| Dataset extract |
- Opening Delimiter -

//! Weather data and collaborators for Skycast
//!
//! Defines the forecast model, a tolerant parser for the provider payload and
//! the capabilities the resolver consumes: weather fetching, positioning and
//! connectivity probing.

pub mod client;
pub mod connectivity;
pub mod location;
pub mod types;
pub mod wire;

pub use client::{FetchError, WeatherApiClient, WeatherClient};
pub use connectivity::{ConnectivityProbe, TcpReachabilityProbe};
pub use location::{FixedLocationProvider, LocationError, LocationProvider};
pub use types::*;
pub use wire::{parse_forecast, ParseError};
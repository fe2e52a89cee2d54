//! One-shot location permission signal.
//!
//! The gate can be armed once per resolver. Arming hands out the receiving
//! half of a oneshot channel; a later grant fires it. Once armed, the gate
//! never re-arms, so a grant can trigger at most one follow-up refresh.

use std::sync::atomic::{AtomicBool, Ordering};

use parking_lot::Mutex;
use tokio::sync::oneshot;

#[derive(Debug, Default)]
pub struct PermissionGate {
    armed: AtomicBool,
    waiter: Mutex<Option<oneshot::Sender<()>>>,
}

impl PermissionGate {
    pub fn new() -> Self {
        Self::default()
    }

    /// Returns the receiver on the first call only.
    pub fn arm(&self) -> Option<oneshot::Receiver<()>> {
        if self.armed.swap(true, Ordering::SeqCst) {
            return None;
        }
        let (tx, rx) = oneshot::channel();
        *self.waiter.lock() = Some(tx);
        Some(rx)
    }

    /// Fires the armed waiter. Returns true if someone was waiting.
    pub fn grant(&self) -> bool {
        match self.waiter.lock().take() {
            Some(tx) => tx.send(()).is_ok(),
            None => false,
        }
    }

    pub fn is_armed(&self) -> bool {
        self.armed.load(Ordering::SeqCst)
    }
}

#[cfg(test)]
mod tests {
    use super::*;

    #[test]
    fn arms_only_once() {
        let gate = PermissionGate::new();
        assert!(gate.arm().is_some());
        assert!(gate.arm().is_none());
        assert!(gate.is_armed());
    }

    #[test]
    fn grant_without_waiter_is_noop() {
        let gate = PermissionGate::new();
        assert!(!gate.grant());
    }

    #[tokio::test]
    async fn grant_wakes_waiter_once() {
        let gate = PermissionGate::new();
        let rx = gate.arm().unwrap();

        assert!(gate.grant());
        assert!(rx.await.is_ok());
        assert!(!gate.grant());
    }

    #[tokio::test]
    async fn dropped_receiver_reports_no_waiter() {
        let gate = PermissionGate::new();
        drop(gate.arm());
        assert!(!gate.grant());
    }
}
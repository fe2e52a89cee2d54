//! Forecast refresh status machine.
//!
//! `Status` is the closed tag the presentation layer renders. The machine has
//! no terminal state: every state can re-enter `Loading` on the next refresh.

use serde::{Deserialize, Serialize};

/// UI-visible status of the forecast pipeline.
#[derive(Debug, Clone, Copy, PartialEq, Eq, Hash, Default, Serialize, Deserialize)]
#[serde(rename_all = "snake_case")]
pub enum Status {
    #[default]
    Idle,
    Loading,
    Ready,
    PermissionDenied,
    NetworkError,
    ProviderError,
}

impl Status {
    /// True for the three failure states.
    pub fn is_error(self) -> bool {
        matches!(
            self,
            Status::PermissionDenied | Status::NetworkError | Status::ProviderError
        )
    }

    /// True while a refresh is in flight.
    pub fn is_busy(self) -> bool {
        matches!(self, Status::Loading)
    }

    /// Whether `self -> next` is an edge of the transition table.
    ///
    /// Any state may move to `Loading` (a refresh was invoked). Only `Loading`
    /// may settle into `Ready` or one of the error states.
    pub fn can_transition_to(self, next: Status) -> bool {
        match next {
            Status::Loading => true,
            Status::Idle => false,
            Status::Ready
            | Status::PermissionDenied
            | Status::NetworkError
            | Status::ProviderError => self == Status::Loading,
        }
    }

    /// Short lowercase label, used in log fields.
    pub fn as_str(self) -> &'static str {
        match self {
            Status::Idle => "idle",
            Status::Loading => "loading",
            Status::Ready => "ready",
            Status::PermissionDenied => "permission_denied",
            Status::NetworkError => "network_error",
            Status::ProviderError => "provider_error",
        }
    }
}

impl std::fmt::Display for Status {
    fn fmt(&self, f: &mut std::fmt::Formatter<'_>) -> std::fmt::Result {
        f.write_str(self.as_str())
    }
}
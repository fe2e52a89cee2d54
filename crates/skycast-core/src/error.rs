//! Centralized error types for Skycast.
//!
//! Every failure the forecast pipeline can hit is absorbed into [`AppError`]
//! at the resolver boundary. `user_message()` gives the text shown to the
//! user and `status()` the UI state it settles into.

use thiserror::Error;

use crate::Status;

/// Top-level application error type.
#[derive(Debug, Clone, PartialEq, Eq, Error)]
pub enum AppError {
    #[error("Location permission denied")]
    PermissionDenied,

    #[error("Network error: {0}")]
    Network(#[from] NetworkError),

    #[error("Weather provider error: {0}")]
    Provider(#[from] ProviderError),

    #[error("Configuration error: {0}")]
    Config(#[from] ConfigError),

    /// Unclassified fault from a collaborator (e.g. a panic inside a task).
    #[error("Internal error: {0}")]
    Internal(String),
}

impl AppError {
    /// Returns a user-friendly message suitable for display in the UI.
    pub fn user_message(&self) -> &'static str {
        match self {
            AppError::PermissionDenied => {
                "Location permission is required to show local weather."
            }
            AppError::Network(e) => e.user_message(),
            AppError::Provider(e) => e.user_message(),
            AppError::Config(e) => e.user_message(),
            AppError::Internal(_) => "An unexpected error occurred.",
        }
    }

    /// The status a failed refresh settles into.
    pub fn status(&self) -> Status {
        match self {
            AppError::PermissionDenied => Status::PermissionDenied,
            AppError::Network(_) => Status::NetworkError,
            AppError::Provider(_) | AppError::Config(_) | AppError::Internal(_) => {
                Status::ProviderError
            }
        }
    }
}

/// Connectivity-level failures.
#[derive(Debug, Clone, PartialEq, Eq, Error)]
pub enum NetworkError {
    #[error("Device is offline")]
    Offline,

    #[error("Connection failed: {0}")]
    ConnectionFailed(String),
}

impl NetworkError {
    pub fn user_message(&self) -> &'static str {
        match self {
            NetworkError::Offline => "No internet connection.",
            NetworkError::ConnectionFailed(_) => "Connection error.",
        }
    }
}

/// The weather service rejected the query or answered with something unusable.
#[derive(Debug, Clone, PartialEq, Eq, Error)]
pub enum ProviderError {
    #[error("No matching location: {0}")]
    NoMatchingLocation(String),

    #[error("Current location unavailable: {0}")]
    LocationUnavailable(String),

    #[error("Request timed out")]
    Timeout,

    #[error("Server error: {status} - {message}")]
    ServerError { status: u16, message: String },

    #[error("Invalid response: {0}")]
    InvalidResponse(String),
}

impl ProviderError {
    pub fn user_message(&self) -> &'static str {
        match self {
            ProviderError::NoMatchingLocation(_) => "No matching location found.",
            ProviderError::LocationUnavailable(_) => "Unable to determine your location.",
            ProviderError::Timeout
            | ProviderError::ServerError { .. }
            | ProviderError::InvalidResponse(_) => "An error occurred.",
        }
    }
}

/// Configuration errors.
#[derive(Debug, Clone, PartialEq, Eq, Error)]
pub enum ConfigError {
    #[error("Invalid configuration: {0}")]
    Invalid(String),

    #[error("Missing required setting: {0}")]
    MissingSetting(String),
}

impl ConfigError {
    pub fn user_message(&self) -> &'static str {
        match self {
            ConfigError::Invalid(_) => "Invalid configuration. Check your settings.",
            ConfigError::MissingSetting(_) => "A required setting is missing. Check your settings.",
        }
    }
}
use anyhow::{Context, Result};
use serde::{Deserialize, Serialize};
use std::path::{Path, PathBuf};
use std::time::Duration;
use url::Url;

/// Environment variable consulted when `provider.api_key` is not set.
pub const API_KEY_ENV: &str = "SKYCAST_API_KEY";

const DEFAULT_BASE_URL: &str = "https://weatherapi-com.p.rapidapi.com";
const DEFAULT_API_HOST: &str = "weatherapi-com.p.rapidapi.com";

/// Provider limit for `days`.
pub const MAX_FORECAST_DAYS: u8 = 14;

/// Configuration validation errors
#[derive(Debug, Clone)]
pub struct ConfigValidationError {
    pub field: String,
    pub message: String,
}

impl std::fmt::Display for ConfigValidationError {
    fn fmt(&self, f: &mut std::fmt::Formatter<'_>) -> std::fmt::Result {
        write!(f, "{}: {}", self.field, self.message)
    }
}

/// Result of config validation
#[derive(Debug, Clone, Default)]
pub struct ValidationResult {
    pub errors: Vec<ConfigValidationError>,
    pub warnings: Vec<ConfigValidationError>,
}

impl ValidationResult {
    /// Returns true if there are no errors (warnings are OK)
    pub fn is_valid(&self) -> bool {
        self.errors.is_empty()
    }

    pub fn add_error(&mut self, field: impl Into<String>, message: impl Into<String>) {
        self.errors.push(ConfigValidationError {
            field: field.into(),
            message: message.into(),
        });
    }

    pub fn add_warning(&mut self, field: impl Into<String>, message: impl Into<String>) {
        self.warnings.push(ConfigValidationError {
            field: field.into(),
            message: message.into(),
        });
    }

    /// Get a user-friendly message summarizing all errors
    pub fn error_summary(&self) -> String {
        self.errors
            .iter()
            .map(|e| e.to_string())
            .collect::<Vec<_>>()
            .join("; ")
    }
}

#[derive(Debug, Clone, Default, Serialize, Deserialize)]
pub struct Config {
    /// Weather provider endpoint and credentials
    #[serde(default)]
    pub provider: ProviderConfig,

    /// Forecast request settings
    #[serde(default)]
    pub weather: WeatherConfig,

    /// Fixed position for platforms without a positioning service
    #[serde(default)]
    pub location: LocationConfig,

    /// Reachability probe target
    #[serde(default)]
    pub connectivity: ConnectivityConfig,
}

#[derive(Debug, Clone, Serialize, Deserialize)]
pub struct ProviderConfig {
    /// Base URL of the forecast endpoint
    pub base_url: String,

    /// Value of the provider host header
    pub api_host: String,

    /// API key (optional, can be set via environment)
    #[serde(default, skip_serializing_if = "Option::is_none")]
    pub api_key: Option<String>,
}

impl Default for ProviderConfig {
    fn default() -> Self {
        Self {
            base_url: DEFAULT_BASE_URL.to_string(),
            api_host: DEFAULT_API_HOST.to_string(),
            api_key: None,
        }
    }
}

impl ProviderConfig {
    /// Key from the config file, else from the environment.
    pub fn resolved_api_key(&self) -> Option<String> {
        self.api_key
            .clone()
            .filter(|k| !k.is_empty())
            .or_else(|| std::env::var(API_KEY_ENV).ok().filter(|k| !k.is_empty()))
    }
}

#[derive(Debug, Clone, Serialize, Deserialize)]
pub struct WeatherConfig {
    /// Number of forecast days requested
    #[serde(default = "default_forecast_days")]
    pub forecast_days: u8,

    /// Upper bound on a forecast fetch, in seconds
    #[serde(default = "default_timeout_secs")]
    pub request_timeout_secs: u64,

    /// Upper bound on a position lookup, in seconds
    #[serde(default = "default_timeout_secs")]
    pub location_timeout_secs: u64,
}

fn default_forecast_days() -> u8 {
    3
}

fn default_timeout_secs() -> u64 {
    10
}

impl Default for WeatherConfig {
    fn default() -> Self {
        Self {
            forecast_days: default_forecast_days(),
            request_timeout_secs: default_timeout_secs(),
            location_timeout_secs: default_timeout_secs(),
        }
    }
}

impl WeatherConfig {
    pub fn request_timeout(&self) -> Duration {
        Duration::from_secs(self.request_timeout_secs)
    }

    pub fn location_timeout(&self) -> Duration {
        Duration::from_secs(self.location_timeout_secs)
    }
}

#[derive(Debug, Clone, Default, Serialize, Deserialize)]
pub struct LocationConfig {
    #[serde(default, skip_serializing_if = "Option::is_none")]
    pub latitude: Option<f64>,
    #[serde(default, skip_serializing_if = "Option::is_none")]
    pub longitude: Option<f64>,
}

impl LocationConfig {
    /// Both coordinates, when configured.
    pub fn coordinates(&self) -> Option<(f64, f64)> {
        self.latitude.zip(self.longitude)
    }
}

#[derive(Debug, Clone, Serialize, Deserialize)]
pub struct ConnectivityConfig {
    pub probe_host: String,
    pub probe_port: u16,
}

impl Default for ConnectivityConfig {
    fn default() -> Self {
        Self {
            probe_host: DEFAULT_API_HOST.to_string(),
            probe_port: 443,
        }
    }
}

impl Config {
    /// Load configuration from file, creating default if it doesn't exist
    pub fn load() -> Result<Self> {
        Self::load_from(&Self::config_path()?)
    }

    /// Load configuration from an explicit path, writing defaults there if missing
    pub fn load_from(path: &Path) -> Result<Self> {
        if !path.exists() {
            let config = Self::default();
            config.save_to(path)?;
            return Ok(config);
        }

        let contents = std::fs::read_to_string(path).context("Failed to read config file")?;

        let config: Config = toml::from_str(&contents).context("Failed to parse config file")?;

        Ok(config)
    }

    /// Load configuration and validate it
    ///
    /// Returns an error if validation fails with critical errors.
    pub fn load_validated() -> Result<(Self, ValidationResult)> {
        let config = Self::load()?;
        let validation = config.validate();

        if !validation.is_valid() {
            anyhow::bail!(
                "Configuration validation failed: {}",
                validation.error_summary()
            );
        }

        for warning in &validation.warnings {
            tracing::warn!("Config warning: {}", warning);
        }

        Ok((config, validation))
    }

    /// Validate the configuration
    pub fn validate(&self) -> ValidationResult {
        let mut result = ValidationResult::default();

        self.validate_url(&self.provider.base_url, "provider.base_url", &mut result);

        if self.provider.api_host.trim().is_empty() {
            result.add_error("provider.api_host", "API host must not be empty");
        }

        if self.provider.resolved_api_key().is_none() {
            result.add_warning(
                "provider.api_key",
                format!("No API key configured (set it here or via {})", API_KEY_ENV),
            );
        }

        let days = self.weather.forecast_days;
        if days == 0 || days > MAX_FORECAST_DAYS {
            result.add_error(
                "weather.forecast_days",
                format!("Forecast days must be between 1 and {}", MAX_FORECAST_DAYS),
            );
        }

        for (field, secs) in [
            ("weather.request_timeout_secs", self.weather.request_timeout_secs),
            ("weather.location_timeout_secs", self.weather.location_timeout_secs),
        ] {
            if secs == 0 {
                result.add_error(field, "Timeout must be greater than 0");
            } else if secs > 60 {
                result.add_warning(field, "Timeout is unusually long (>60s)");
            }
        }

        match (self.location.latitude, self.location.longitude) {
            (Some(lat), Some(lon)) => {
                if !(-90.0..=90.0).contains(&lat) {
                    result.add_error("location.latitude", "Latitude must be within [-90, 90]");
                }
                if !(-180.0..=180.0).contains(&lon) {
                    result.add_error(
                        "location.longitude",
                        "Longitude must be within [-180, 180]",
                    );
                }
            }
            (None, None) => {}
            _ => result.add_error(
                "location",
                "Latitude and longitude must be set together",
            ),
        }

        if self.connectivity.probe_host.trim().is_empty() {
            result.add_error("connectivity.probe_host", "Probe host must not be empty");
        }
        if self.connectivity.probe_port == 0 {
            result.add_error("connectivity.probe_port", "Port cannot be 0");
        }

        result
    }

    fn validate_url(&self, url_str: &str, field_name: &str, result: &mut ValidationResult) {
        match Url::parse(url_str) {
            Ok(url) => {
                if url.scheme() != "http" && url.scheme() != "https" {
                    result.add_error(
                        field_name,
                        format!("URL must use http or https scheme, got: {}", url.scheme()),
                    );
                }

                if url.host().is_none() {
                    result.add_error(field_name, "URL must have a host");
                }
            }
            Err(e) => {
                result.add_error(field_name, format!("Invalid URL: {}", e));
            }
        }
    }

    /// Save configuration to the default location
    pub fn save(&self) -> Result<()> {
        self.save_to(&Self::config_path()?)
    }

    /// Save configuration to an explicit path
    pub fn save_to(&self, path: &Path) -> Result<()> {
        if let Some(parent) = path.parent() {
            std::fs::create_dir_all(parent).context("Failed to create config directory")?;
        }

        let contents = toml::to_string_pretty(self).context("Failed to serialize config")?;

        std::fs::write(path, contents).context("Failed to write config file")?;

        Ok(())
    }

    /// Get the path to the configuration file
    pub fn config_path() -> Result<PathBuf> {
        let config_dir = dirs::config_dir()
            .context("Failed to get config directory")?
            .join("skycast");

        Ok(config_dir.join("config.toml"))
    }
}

- Closing Delimiter -

| Exercise goal |
Everything from the first line of the listing above through the line holding "pub fn new()" must be retyped exactly; nothing else belongs in the reply.

| Result of this task |
//! Weather data and collaborators for Skycast
//!
//! Defines the forecast model, a tolerant parser for the provider payload and
//! the capabilities the resolver consumes: weather fetching, positioning and
//! connectivity probing.

pub mod client;
pub mod connectivity;
pub mod location;
pub mod types;
pub mod wire;

pub use client::{FetchError, WeatherApiClient, WeatherClient};
pub use connectivity::{ConnectivityProbe, TcpReachabilityProbe};
pub use location::{FixedLocationProvider, LocationError, LocationProvider};
pub use types::*;
pub use wire::{parse_forecast, ParseError};
repository fe2e52a89cee2d54
//! One-shot location permission signal.
//!
//! The gate can be armed once per resolver. Arming hands out the receiving
//! half of a oneshot channel; a later grant fires it. Once armed, the gate
//! never re-arms, so a grant can trigger at most one follow-up refresh.

use std::sync::atomic::{AtomicBool, Ordering};

use parking_lot::Mutex;
use tokio::sync::oneshot;

#[derive(Debug, Default)]
pub struct PermissionGate {
    armed: AtomicBool,
    waiter: Mutex<Option<oneshot::Sender<()>>>,
}

impl PermissionGate {
    pub fn new() -> Self {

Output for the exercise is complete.